Plus de trente ans après, l’album conserve une puissance intacte. Ce qui frappe, c’est la manière dont Cell transforme la dissonance et les feedbacks de guitares en véritables outils narratifs. Des titres comme Cross The River ou Stratosphere alternent entre déflagrations contrôlées et lignes mélodiques fragiles, suggérant une tentative d’équilibre entre expérimentation et accessibilité. C’est précisément cette position intermédiaire qui fera la singularité du groupe, mais aussi, paradoxalement, sa fragilité. Malgré le soutien d’un label satellite d’une major, Cell n’atteindra jamais le statut de phénomène (malgré un peu plus de 70 000 copies écoulées de “Slo-Blo“ et quelques premières parties notoires, dont celles de Pavement et Sonic Youth), perdu dans une époque où les maisons de disques cherchaient des hymnes générationnels plus immédiatement identifiables.
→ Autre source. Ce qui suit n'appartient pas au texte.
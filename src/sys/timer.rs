// Copyright (c) 2025 the dtu-bridge authors
// SPDX-License-Identifier: Apache-2.0

//! One-shot callback timer.
//!
//! [`OneShotTimer::start`] arms a timer that invokes its callback once, from
//! the timer's own context, after the delay elapses.  [`stop`] disarms it.
//! The caller must be prepared for the callback to race with `stop`: a
//! callback that has already started is not interrupted.  Users resolve that
//! race themselves, typically with a single atomic transition on whatever
//! state the callback touches.
//!
//! [`stop`]: OneShotTimer::stop

use std::io;
use std::sync::mpsc::{self, RecvTimeoutError, Sender};
use std::time::Duration;

use crate::sys;

/// A one-shot timer with millisecond granularity.
///
/// Dropping the timer disarms it, same as [`stop`].
///
/// [`stop`]: OneShotTimer::stop
pub struct OneShotTimer {
    cancel: Sender<()>,
}

impl OneShotTimer {
    /// Arm a timer that fires `callback` after `delay`.
    pub fn start<F>(delay: Duration, callback: F) -> io::Result<OneShotTimer>
    where
        F: FnOnce() + Send + 'static,
    {
        let (cancel, fired) = mpsc::channel::<()>();
        sys::thread::spawn("oneshot-timer", move || {
            // A cancel message, or the sender dropping, wins over expiry.
            if let Err(RecvTimeoutError::Timeout) = fired.recv_timeout(delay) {
                callback();
            }
        })?;
        Ok(OneShotTimer { cancel })
    }

    /// Disarm the timer.  Idempotent; has no effect once the callback has
    /// started.
    pub fn stop(&self) {
        let _ = self.cancel.send(());
    }
}
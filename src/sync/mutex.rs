// Copyright (c) 2025 the dtu-bridge authors
// SPDX-License-Identifier: Apache-2.0

//! Exclusive lock with owner tracking.

use std::sync::atomic::{AtomicU64, Ordering};

use crate::sys::{RawLock, ThreadIdent};

/// An exclusive lock that records which thread currently holds it.
///
/// The owner record is what lets [`Condition`] enforce monitor discipline:
/// wait and notify fail fast when called by a thread that does not hold the
/// guard, instead of silently corrupting the waiter queue.
///
/// `acquire`/`release` are the primitive operations; [`lock`] is an RAII
/// convenience for plain critical sections.  Like the raw lock underneath,
/// `release` itself does not detect a mismatched caller; call sites that
/// need the check ask [`is_owned_by_current`] first.
///
/// [`Condition`]: crate::sync::Condition
/// [`lock`]: Mutex::lock
/// [`is_owned_by_current`]: Mutex::is_owned_by_current
pub struct Mutex {
    raw: RawLock,
    /// Identity of the holding thread, zero when unheld.  Written only by the
    /// thread that holds (or is releasing) the raw lock.
    owner: AtomicU64,
}

impl Mutex {
    /// A new, unheld mutex.
    pub const fn new() -> Mutex {
        Mutex {
            raw: RawLock::new(),
            owner: AtomicU64::new(0),
        }
    }

    /// Block until the lock is held, then record the caller as owner.
    pub fn acquire(&self) {
        self.raw.lock();
        self.owner
            .store(ThreadIdent::current().as_u64(), Ordering::Relaxed);
    }

    /// Clear ownership and unlock.  Must only be called by the owner.
    pub fn release(&self) {
        self.owner.store(0, Ordering::Relaxed);
        self.raw.unlock();
    }

    /// Whether the lock is currently held by some thread.
    pub fn is_locked(&self) -> bool {
        self.raw.is_locked()
    }

    /// The recorded owner, if the lock is held.
    pub fn owner(&self) -> Option<ThreadIdent> {
        ThreadIdent::from_u64(self.owner.load(Ordering::Relaxed))
    }

    /// Whether the calling thread is the recorded owner of a held lock.
    ///
    /// Relaxed loads are enough here: a thread can only see its own ident in
    /// `owner` if it was the one that stored it, and it stores zero again
    /// before unlocking.
    pub fn is_owned_by_current(&self) -> bool {
        self.is_locked() && self.owner() == Some(ThreadIdent::current())
    }

    /// Acquire, returning a guard that releases on drop.
    pub fn lock(&self) -> MutexGuard<'_> {
        self.acquire();
        MutexGuard { lock: self }
    }
}

impl Default for Mutex {
    fn default() -> Mutex {
        Mutex::new()
    }
}

/// RAII guard for [`Mutex::lock`].  Releases the lock when dropped.
pub struct MutexGuard<'a> {
    lock: &'a Mutex,
}

impl Drop for MutexGuard<'_> {
    fn drop(&mut self) {
        self.lock.release();
    }
}

#[cfg(test)]
mod tests {
    use super::*;
    use std::sync::Arc;
    use std::thread;

    #[test]
    fn records_owner() {
        let m = Mutex::new();
        assert!(!m.is_locked());
        assert_eq!(m.owner(), None);

        m.acquire();
        assert!(m.is_locked());
        assert_eq!(m.owner(), Some(ThreadIdent::current()));
        assert!(m.is_owned_by_current());

        m.release();
        assert!(!m.is_locked());
        assert_eq!(m.owner(), None);
    }

    #[test]
    fn other_threads_are_not_owners() {
        let m = Arc::new(Mutex::new());
        m.acquire();
        let m2 = Arc::clone(&m);
        let owned_elsewhere = thread::spawn(move || m2.is_owned_by_current())
            .join()
            .unwrap();
        assert!(!owned_elsewhere);
        assert!(m.is_owned_by_current());
        m.release();
    }

    #[test]
    fn guard_releases_on_drop() {
        let m = Mutex::new();
        {
            let _guard = m.lock();
            assert!(m.is_owned_by_current());
        }
        assert!(!m.is_locked());
    }

    #[test]
    fn excludes_concurrent_holders() {
        let m = Arc::new(Mutex::new());
        let counter = Arc::new(std::sync::atomic::AtomicU32::new(0));
        let mut handles = Vec::new();
        for _ in 0..4 {
            let m = Arc::clone(&m);
            let counter = Arc::clone(&counter);
            handles.push(thread::spawn(move || {
                for _ in 0..100 {
                    let _guard = m.lock();
                    // Non-atomic read-modify-write under the lock.
                    let v = counter.load(Ordering::Relaxed);
                    thread::yield_now();
                    counter.store(v + 1, Ordering::Relaxed);
                }
            }));
        }
        for h in handles {
            h.join().unwrap();
        }
        assert_eq!(counter.load(Ordering::Relaxed), 400);
    }
}
// Copyright (c) 2025 the dtu-bridge authors
// SPDX-License-Identifier: Apache-2.0

//! Device-side endpoints: the serial port and the status LED.

pub mod led;
pub mod serial;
La suite s’écrit en demi-teinte. “Living Room“ (certes un poil moins abrasif que son prédécesseur, mais tout aussi bon), publié en 1994, affine certaines intuitions sans inverser la trajectoire. En 1995, le groupe se sépare discrètement, à l’image de sa carrière. Cell s’est reformé en 2024 le temps d’une paire de concerts entre fin août et début septembre de la même année, un retour aux affaires qui coïncidait avec la mise en ligne du single Free People, nouveau titre du quatuor new-yorkais depuis plus de 30 ans. Depuis, c’est silence radio…
Avec le recul, “Slo-Blo“ apparaît comme un instantané précieux de cette période charnière, riche en découvertes, et incarne une ambition artistique prise dans les remous d’une industrie en pleine mutation. Un album qui n’a peut-être pas trouvé totalement sa place à l’époque de sa sortie, mais qui, aujourd’hui encore, rappelle que certains longs formats gagnent en résonance à mesure que le bruit s’estompe autour d’eux.